* The input *
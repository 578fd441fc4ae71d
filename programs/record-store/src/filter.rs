//! Record filters as fixed-offset byte predicates.
//!
//! The ledger has no secondary indexes; a scan keeps an account only when
//! every predicate's bytes appear verbatim at its offset. Offsets come from
//! the layout in `state` and stay valid only while fixed-size fields precede
//! the strings.

use anchor_lang::prelude::*;

use crate::state::{Record, AUTHOR_OFFSET, TOPIC_LEN_OFFSET};

/// Byte-sequence match at an exact offset (RPC `memcmp`).
#[derive(Clone, Debug, PartialEq, Eq)]
pub struct Memcmp {
    pub offset: usize,
    pub bytes : Vec<u8>,
}

impl Memcmp {
    pub fn new(offset: usize, bytes: impl Into<Vec<u8>>) -> Self {
        Self { offset, bytes: bytes.into() }
    }

    /// True when `data[offset..offset + len]` equals `bytes`.
    /// Predicates running past the end of `data` never match.
    pub fn matches(&self, data: &[u8]) -> bool {
        self.offset
            .checked_add(self.bytes.len())
            .and_then(|end| data.get(self.offset..end))
            .is_some_and(|window| window == self.bytes.as_slice())
    }
}

/// Selects records in a scan. Several filters combine with AND.
#[derive(Clone, Debug, PartialEq, Eq)]
pub enum RecordFilter {
    All,
    ByAuthor(Pubkey),
    ByTopic(String),
}

impl RecordFilter {
    pub fn all() -> Self {
        Self::All
    }

    pub fn by_author(author: Pubkey) -> Self {
        Self::ByAuthor(author)
    }

    pub fn by_topic(topic: impl Into<String>) -> Self {
        Self::ByTopic(topic.into())
    }

    /// The predicate this filter adds to a scan, if any.
    ///
    /// Topics match on the u32 length prefix plus the bytes, so `"nf"` does
    /// not select `"nft"` and `""` selects only empty topics.
    pub fn predicate(&self) -> Option<Memcmp> {
        match self {
            Self::All => None,
            Self::ByAuthor(author) => Some(Memcmp::new(AUTHOR_OFFSET, author.to_bytes())),
            Self::ByTopic(topic) => {
                let mut bytes = Vec::with_capacity(4 + topic.len());
                bytes.extend_from_slice(&(topic.len() as u32).to_le_bytes());
                bytes.extend_from_slice(topic.as_bytes());
                Some(Memcmp::new(TOPIC_LEN_OFFSET, bytes))
            }
        }
    }
}

/// Matches the Record discriminator, excluding other account kinds the
/// program may own.
pub fn discriminator() -> Memcmp {
    Memcmp::new(0, Record::DISCRIMINATOR)
}

/// Full predicate list for a scan: discriminator first, then each filter.
pub fn predicates(filters: &[RecordFilter]) -> Vec<Memcmp> {
    std::iter::once(discriminator())
        .chain(filters.iter().filter_map(RecordFilter::predicate))
        .collect()
}
//! Reader CLI for record-store accounts.
//! Prints one JSON object to stdout per command.
//! `filters` emits a getProgramAccounts JSON-RPC request with base64 memcmp filters,
//! `decode` parses raw account data, `check` validates a topic/content pair and sizes it.

use std::str::FromStr;

use anchor_lang::error::Error;
use anchor_lang::prelude::Pubkey;
use anyhow::{anyhow, Result};
use base64::{engine::general_purpose::STANDARD, Engine};
use clap::{Parser, Subcommand};
use serde::Serialize;

use record_store::{
    codec::{decode, serialized_size},
    filter::predicates,
    validate::validate,
    Memcmp, RecordFilter,
};

/// Defines the CLI and the selected subcommand.
#[derive(Parser, Debug)]
#[command(name = "record-scan")]
#[command(about = "Filter builder and decoder for record-store accounts", long_about = None)]
struct Cli {
    #[command(subcommand)]
    command: Commands,
}

/// Lists available subcommands.
#[derive(Subcommand, Debug)]
enum Commands {
    /// Prints a getProgramAccounts request selecting records (AND of the given filters).
    Filters {
        #[arg(long, default_value_t = record_store::ID.to_string())]
        program: String,
        #[arg(long)]
        author: Option<String>,
        #[arg(long)]
        topic: Option<String>,
    },
    /// Decodes base64 account data into a record.
    Decode {
        #[arg(long)]
        data: String,
    },
    /// Validates a topic/content pair and prints the account size it needs.
    Check {
        #[arg(long, default_value = "")]
        topic: String,
        #[arg(long)]
        content: String,
    },
}

/// JSON-RPC request body for getProgramAccounts.
#[derive(Serialize)]
struct OutRequest {
    jsonrpc: &'static str,
    id: u64,
    method: &'static str,
    params: (String, RpcConfig),
}

#[derive(Serialize)]
struct RpcConfig {
    encoding: &'static str,
    filters: Vec<RpcFilter>,
}

#[derive(Serialize)]
struct RpcFilter {
    memcmp: RpcMemcmp,
}

#[derive(Serialize)]
struct RpcMemcmp {
    offset: usize,
    bytes: String,
    encoding: &'static str,
}

/// Holds JSON output of decode.
#[derive(Serialize, Debug)]
struct OutRecord {
    author: String,
    #[serde(rename = "createdAt")]
    created_at: i64,
    topic: String,
    content: String,
    size: usize,
}

/// Holds JSON output of check.
#[derive(Serialize, Debug)]
struct OutCheck {
    space: usize,
    valid: bool,
    #[serde(skip_serializing_if = "Option::is_none")]
    error: Option<String>,
}

fn parse_pubkey(s: &str) -> Result<Pubkey> {
    Pubkey::from_str(s).map_err(|e| anyhow!("invalid pubkey {s}: {e}"))
}

/// Prefers the program's own message over Anchor's full error report.
fn describe(err: Error) -> String {
    match err {
        Error::AnchorError(e) => e.error_msg.clone(),
        other => other.to_string(),
    }
}

fn rpc_filter(m: Memcmp) -> RpcFilter {
    RpcFilter {
        memcmp: RpcMemcmp { offset: m.offset, bytes: STANDARD.encode(m.bytes), encoding: "base64" },
    }
}

fn filters_request(program: &Pubkey, filters: &[RecordFilter]) -> OutRequest {
    OutRequest {
        jsonrpc: "2.0",
        id: 1,
        method: "getProgramAccounts",
        params: (
            program.to_string(),
            RpcConfig {
                encoding: "base64",
                filters: predicates(filters).into_iter().map(rpc_filter).collect(),
            },
        ),
    }
}

fn decode_record(data_b64: &str) -> Result<OutRecord> {
    let bytes = STANDARD.decode(data_b64)?;
    let record = decode(&bytes).map_err(|e| anyhow!(describe(e)))?;
    Ok(OutRecord {
        author: record.author.to_string(),
        created_at: record.created_at,
        size: serialized_size(&record.topic, &record.content),
        topic: record.topic,
        content: record.content,
    })
}

fn check(topic: &str, content: &str) -> OutCheck {
    let error = validate(topic, content).err().map(describe);
    OutCheck { space: serialized_size(topic, content), valid: error.is_none(), error }
}

fn main() -> Result<()> {
    // Parses flags and dispatches.
    let cli = Cli::parse();

    match cli.command {
        Commands::Filters { program, author, topic } => {
            let program = parse_pubkey(&program)?;
            let mut filters = Vec::new();
            if let Some(author) = author {
                filters.push(RecordFilter::by_author(parse_pubkey(&author)?));
            }
            if let Some(topic) = topic {
                filters.push(RecordFilter::by_topic(topic));
            }
            println!("{}", serde_json::to_string(&filters_request(&program, &filters))?);
        }
        Commands::Decode { data } => {
            println!("{}", serde_json::to_string(&decode_record(&data)?)?);
        }
        Commands::Check { topic, content } => {
            println!("{}", serde_json::to_string(&check(&topic, &content))?);
        }
    }

    Ok(())
}
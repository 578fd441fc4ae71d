//! Record byte layout.
//!
//! `[8 disc][32 author][8 created_at][4 topic_len][topic][4 content_len][content]`,
//! little-endian, no padding. This is the Borsh layout Anchor writes for the
//! `Record` account; `encode` and `decode` spell it out so readers can work
//! on raw account data without the program.

use anchor_lang::prelude::*;

use crate::state::{ErrorCode, Record, DISC_SIZE, PUBKEY_SIZE, RECORD_HEAD, STR_PREFIX_SIZE};

/// Exact account size for a record holding `topic` and `content`.
pub fn serialized_size(topic: &str, content: &str) -> usize {
    RECORD_HEAD + topic.len() + content.len()
}

/// Serializes a record, discriminator included.
pub fn encode(record: &Record) -> Vec<u8> {
    let mut out = Vec::with_capacity(serialized_size(&record.topic, &record.content));
    out.extend_from_slice(Record::DISCRIMINATOR);
    out.extend_from_slice(record.author.as_ref());
    out.extend_from_slice(&record.created_at.to_le_bytes());
    put_str(&mut out, &record.topic);
    put_str(&mut out, &record.content);
    out
}

/// Parses raw account data. Bytes after `content` are ignored.
pub fn decode(data: &[u8]) -> Result<Record> {
    require!(data.len() >= RECORD_HEAD, ErrorCode::CorruptRecord);

    let mut buf = data;
    let disc = take(&mut buf, DISC_SIZE)?;
    require!(disc == Record::DISCRIMINATOR, ErrorCode::CorruptRecord);

    let mut author = [0u8; PUBKEY_SIZE];
    author.copy_from_slice(take(&mut buf, PUBKEY_SIZE)?);

    let mut ts = [0u8; 8];
    ts.copy_from_slice(take(&mut buf, 8)?);

    let topic = take_str(&mut buf)?;
    let content = take_str(&mut buf)?;

    Ok(Record {
        author: Pubkey::new_from_array(author),
        created_at: i64::from_le_bytes(ts),
        topic,
        content,
    })
}

fn put_str(out: &mut Vec<u8>, s: &str) {
    out.extend_from_slice(&(s.len() as u32).to_le_bytes());
    out.extend_from_slice(s.as_bytes());
}

fn take<'a>(buf: &mut &'a [u8], n: usize) -> Result<&'a [u8]> {
    require!(buf.len() >= n, ErrorCode::CorruptRecord);
    let (head, rest) = buf.split_at(n);
    *buf = rest;
    Ok(head)
}

fn take_str(buf: &mut &[u8]) -> Result<String> {
    let mut le = [0u8; STR_PREFIX_SIZE];
    le.copy_from_slice(take(buf, STR_PREFIX_SIZE)?);
    let len = u32::from_le_bytes(le) as usize;
    let bytes = take(buf, len)?;
    String::from_utf8(bytes.to_vec()).map_err(|_| error!(ErrorCode::CorruptRecord))
}

#[cfg(test)]
mod tests {
    use super::*;
    use crate::error_code;
    use crate::state::{
        AUTHOR_OFFSET, CREATED_AT_OFFSET, MAX_CONTENT_BYTES, MAX_TOPIC_BYTES, MIN_CONTENT_BYTES,
        TOPIC_LEN_OFFSET, TOPIC_OFFSET,
    };

    fn record(topic: &str, content: &str) -> Record {
        Record {
            author: Pubkey::new_unique(),
            created_at: 1_700_000_000,
            topic: topic.to_string(),
            content: content.to_string(),
        }
    }

    #[test]
    fn decode_inverts_encode() {
        let long_topic = "t".repeat(50);
        let long_content = "c".repeat(280);
        for (topic, content) in [
            ("nft", "Did you see TW today?"),
            ("", "gm"),
            ("ünïcödé", "emoji 🦀 content"),
            (long_topic.as_str(), long_content.as_str()),
        ] {
            let r = record(topic, content);
            assert_eq!(decode(&encode(&r)).unwrap(), r);
        }
    }

    /// Exactly `n` bytes of text mixing 1- to 4-byte characters.
    fn text_of_len(n: usize) -> String {
        let mut out = String::with_capacity(n);
        for c in ['a', 'é', '€', '🦀'].into_iter().cycle() {
            let room = n - out.len();
            if room == 0 {
                break;
            }
            out.push(if c.len_utf8() <= room { c } else { 'a' });
        }
        out
    }

    #[test]
    fn round_trips_every_valid_length() {
        let author = Pubkey::new_unique();
        for topic_len in 0..=MAX_TOPIC_BYTES {
            let topic = text_of_len(topic_len);
            assert_eq!(topic.len(), topic_len);
            for content_len in MIN_CONTENT_BYTES..=MAX_CONTENT_BYTES {
                let r = Record {
                    author,
                    created_at: -(content_len as i64),
                    topic: topic.clone(),
                    content: text_of_len(content_len),
                };
                crate::validate::validate(&r.topic, &r.content).unwrap();

                let bytes = encode(&r);
                assert_eq!(bytes.len(), serialized_size(&r.topic, &r.content));
                assert_eq!(decode(&bytes).unwrap(), r);
            }
        }
    }

    #[test]
    fn encode_matches_anchor_account_serialization() {
        let r = record("solana", "hello world");
        let mut anchor = Vec::new();
        r.try_serialize(&mut anchor).unwrap();
        assert_eq!(encode(&r), anchor);

        let parsed = Record::try_deserialize(&mut &anchor[..]).unwrap();
        assert_eq!(parsed, r);
    }

    #[test]
    fn size_is_exact() {
        let r = record("nft", "Did you see TW today?");
        assert_eq!(serialized_size(&r.topic, &r.content), 80);
        assert_eq!(encode(&r).len(), 80);
        assert_eq!(serialized_size("", "gm"), RECORD_HEAD + 2);
    }

    #[test]
    fn fields_sit_at_fixed_offsets() {
        let mut r = record("nft", "x");
        r.created_at = -5;
        let bytes = encode(&r);

        assert_eq!(&bytes[..DISC_SIZE], Record::DISCRIMINATOR);
        assert_eq!(&bytes[AUTHOR_OFFSET..AUTHOR_OFFSET + 32], r.author.as_ref());
        assert_eq!(&bytes[CREATED_AT_OFFSET..TOPIC_LEN_OFFSET], &(-5i64).to_le_bytes());
        assert_eq!(&bytes[TOPIC_LEN_OFFSET..TOPIC_OFFSET], &3u32.to_le_bytes());
        assert_eq!(&bytes[TOPIC_OFFSET..TOPIC_OFFSET + 3], b"nft");
    }

    #[test]
    fn trailing_bytes_are_ignored() {
        let r = record("nft", "padded");
        let mut bytes = encode(&r);
        bytes.extend_from_slice(&[0u8; 64]);
        assert_eq!(decode(&bytes).unwrap(), r);
    }

    #[test]
    fn wrong_discriminator_is_corrupt() {
        let mut bytes = encode(&record("nft", "gm"));
        bytes[0] ^= 0xff;
        let err = decode(&bytes).unwrap_err();
        assert_eq!(error_code(err), u32::from(ErrorCode::CorruptRecord));
    }

    #[test]
    fn truncated_buffer_is_corrupt() {
        let bytes = encode(&record("nft", "Did you see TW today?"));
        for cut in [0, DISC_SIZE, RECORD_HEAD - 1, bytes.len() - 1] {
            let err = decode(&bytes[..cut]).unwrap_err();
            assert_eq!(error_code(err), u32::from(ErrorCode::CorruptRecord), "cut at {cut}");
        }
    }

    #[test]
    fn oversized_length_prefix_is_corrupt() {
        let mut bytes = encode(&record("nft", "gm"));
        bytes[TOPIC_LEN_OFFSET..TOPIC_OFFSET].copy_from_slice(&u32::MAX.to_le_bytes());
        let err = decode(&bytes).unwrap_err();
        assert_eq!(error_code(err), u32::from(ErrorCode::CorruptRecord));
    }

    #[test]
    fn invalid_utf8_is_corrupt() {
        let mut bytes = encode(&record("abc", "gm"));
        bytes[TOPIC_OFFSET] = 0xff;
        let err = decode(&bytes).unwrap_err();
        assert_eq!(error_code(err), u32::from(ErrorCode::CorruptRecord));
    }
}
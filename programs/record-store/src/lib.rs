//! # Module overview
//! Append-only record store. Each `post_record` call allocates one
//! program-owned account holding (author, created_at, topic, content);
//! readers enumerate records straight from account storage with
//! fixed-offset memcmp filters.
//!
//! # Instruction set
//! post_record: validate topic/content, create the exact-size record account, write it.
//!
//! # Host-side modules
//! codec / filter: byte layout and scan predicates, shared with off-chain readers.
//! ledger / store: `Ledger` boundary, `InMemoryLedger`, and `RecordStore`
//! (create / fetch / scan) for embedding and tests.

#![allow(unexpected_cfgs)] // Keep until Anchor's cfg layout is simplified

use anchor_lang::prelude::*;

pub mod state;
pub mod codec;
pub mod validate;
pub mod filter;
mod post;

#[cfg(not(target_os = "solana"))]
pub mod ledger;
#[cfg(not(target_os = "solana"))]
pub mod store;

// Program ID
declare_id!("7eGxg85MQAKHuspzXhQA6jq8beNrY3Cnko57mczjqgEm");

// Re-exports (glob keeps Anchor's generated client account modules at the crate root)
pub use post::*;
pub use state::{ErrorCode, Record};
pub use filter::{Memcmp, RecordFilter};

#[cfg(not(target_os = "solana"))]
pub use ledger::{InMemoryLedger, Ledger};
#[cfg(not(target_os = "solana"))]
pub use store::RecordStore;

#[program]
pub mod record_store {
    use super::*;

    /// Posts a record into the fresh `record` account, signed by `author`.
    pub fn post_record(ctx: Context<PostRecord>, topic: String, content: String) -> Result<()> {
        post::handle_post_record(ctx, topic, content)
    }
}

/// Custom error number carried by an Anchor error.
#[cfg(test)]
pub(crate) fn error_code(err: anchor_lang::error::Error) -> u32 {
    match err {
        anchor_lang::error::Error::AnchorError(e) => e.error_code_number,
        anchor_lang::error::Error::ProgramError(e) => panic!("unexpected program error: {e:?}"),
    }
}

* Assignment *
Everything in the material above from the line that has "filename programs/record-store/src/filter.rs" through the line that has "account kinds the" must be duplicated exactly, with no other lines given.

* Response to the exercise *
filename programs/record-store/src/filter.rs
//! Record filters as fixed-offset byte predicates.
//!
//! The ledger has no secondary indexes; a scan keeps an account only when
//! every predicate's bytes appear verbatim at its offset. Offsets come from
//! the layout in `state` and stay valid only while fixed-size fields precede
//! the strings.

use anchor_lang::prelude::*;

use crate::state::{Record, AUTHOR_OFFSET, TOPIC_LEN_OFFSET};

/// Byte-sequence match at an exact offset (RPC `memcmp`).
#[derive(Clone, Debug, PartialEq, Eq)]
pub struct Memcmp {
    pub offset: usize,
    pub bytes : Vec<u8>,
}

impl Memcmp {
    pub fn new(offset: usize, bytes: impl Into<Vec<u8>>) -> Self {
        Self { offset, bytes: bytes.into() }
    }

    /// True when `data[offset..offset + len]` equals `bytes`.
    /// Predicates running past the end of `data` never match.
    pub fn matches(&self, data: &[u8]) -> bool {
        self.offset
            .checked_add(self.bytes.len())
            .and_then(|end| data.get(self.offset..end))
            .is_some_and(|window| window == self.bytes.as_slice())
    }
}

/// Selects records in a scan. Several filters combine with AND.
#[derive(Clone, Debug, PartialEq, Eq)]
pub enum RecordFilter {
    All,
    ByAuthor(Pubkey),
    ByTopic(String),
}

impl RecordFilter {
    pub fn all() -> Self {
        Self::All
    }

    pub fn by_author(author: Pubkey) -> Self {
        Self::ByAuthor(author)
    }

    pub fn by_topic(topic: impl Into<String>) -> Self {
        Self::ByTopic(topic.into())
    }

    /// The predicate this filter adds to a scan, if any.
    ///
    /// Topics match on the u32 length prefix plus the bytes, so `"nf"` does
    /// not select `"nft"` and `""` selects only empty topics.
    pub fn predicate(&self) -> Option<Memcmp> {
        match self {
            Self::All => None,
            Self::ByAuthor(author) => Some(Memcmp::new(AUTHOR_OFFSET, author.to_bytes())),
            Self::ByTopic(topic) => {
                let mut bytes = Vec::with_capacity(4 + topic.len());
                bytes.extend_from_slice(&(topic.len() as u32).to_le_bytes());
                bytes.extend_from_slice(topic.as_bytes());
                Some(Memcmp::new(TOPIC_LEN_OFFSET, bytes))
            }
        }
    }
}

/// Matches the Record discriminator, excluding other account kinds the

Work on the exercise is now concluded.